Task instructions: Output, without any change, the listing below from its opening line up to and including the line with "the algebraic form.".

Task inputs:
================
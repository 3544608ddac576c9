use serde::{Deserialize, Serialize};

use super::current_timestamp;
use crate::chess::ResolvedMove;
use crate::error::Result;
use crate::notation;
use crate::oracle::{AppliedMove, LegalityOracle};
use crate::position::PositionRecord;

/// One applied move and the position it produced
#[derive(Debug, Clone, Serialize, Deserialize)]
pub struct TimelineEntry {
    resolved: ResolvedMove,
    algebraic: String,
    coordinate: String,
    position: PositionRecord,
    #[serde(skip, default = "current_timestamp")]
    created_at: i64,
    check: bool,
    checkmate: bool,
    stalemate: bool,
}

impl TimelineEntry {
    /// Build the entry for `applied`, which was played from `before`.
    /// The oracle supplies the status flags and the disambiguation context
    /// for the algebraic form.
    pub fn from_applied(
        oracle: &dyn LegalityOracle,
        before: &PositionRecord,
        applied: AppliedMove,
    ) -> Result<Self> {
        let status = oracle.status(&applied.position)?;
        let algebraic = notation::to_algebraic(oracle, before, &applied.resolved, &status)?;

        Ok(Self {
            coordinate: applied.resolved.uci(),
            resolved: applied.resolved,
            algebraic,
            position: applied.position,
            created_at: current_timestamp(),
            check: status.check,
            checkmate: status.checkmate,
            stalemate: status.stalemate,
        })
    }

    pub fn resolved(&self) -> &ResolvedMove {
        &self.resolved
    }

    pub fn algebraic(&self) -> &str {
        &self.algebraic
    }

    pub fn coordinate(&self) -> &str {
        &self.coordinate
    }

    /// Position after the move
    pub fn position(&self) -> &PositionRecord {
        &self.position
    }

    pub fn created_at(&self) -> i64 {
        self.created_at
    }

    pub fn is_check(&self) -> bool {
        self.check
    }

    pub fn is_checkmate(&self) -> bool {
        self.checkmate
    }

    pub fn is_stalemate(&self) -> bool {
        self.stalemate
    }

    pub(super) fn touch(&mut self) {
        self.created_at = current_timestamp();
    }
}

impl PartialEq for TimelineEntry {
    fn eq(&self, other: &Self) -> bool {
        self.resolved == other.resolved
            && self.algebraic == other.algebraic
            && self.coordinate == other.coordinate
            && self.position == other.position
            && self.check == other.check
            && self.checkmate == other.checkmate
            && self.stalemate == other.stalemate
    }
}

impl Eq for TimelineEntry {}
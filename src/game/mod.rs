//! The controller façade: one live position, an optional timeline, the
//! oracle that judges every move and the configuration that shapes them.

mod action;
mod config;
mod controller;
mod diagnostics;

pub use action::ActionResult;
pub use config::GameConfig;
pub use controller::GameController;
pub use diagnostics::{DiagnosticSink, Diagnostics, Severity};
================
Exercise answer:
repository 3544608ddac576c9
use serde::{Deserialize, Serialize};

use super::current_timestamp;
use crate::chess::ResolvedMove;
use crate::error::Result;
use crate::notation;
use crate::oracle::{AppliedMove, LegalityOracle};
use crate::position::PositionRecord;

/// One applied move and the position it produced
#[derive(Debug, Clone, Serialize, Deserialize)]
pub struct TimelineEntry {
    resolved: ResolvedMove,
    algebraic: String,
    coordinate: String,
    position: PositionRecord,
    #[serde(skip, default = "current_timestamp")]
    created_at: i64,
    check: bool,
    checkmate: bool,
    stalemate: bool,
}

impl TimelineEntry {
    /// Build the entry for `applied`, which was played from `before`.
    /// The oracle supplies the status flags and the disambiguation context
    /// for the algebraic form.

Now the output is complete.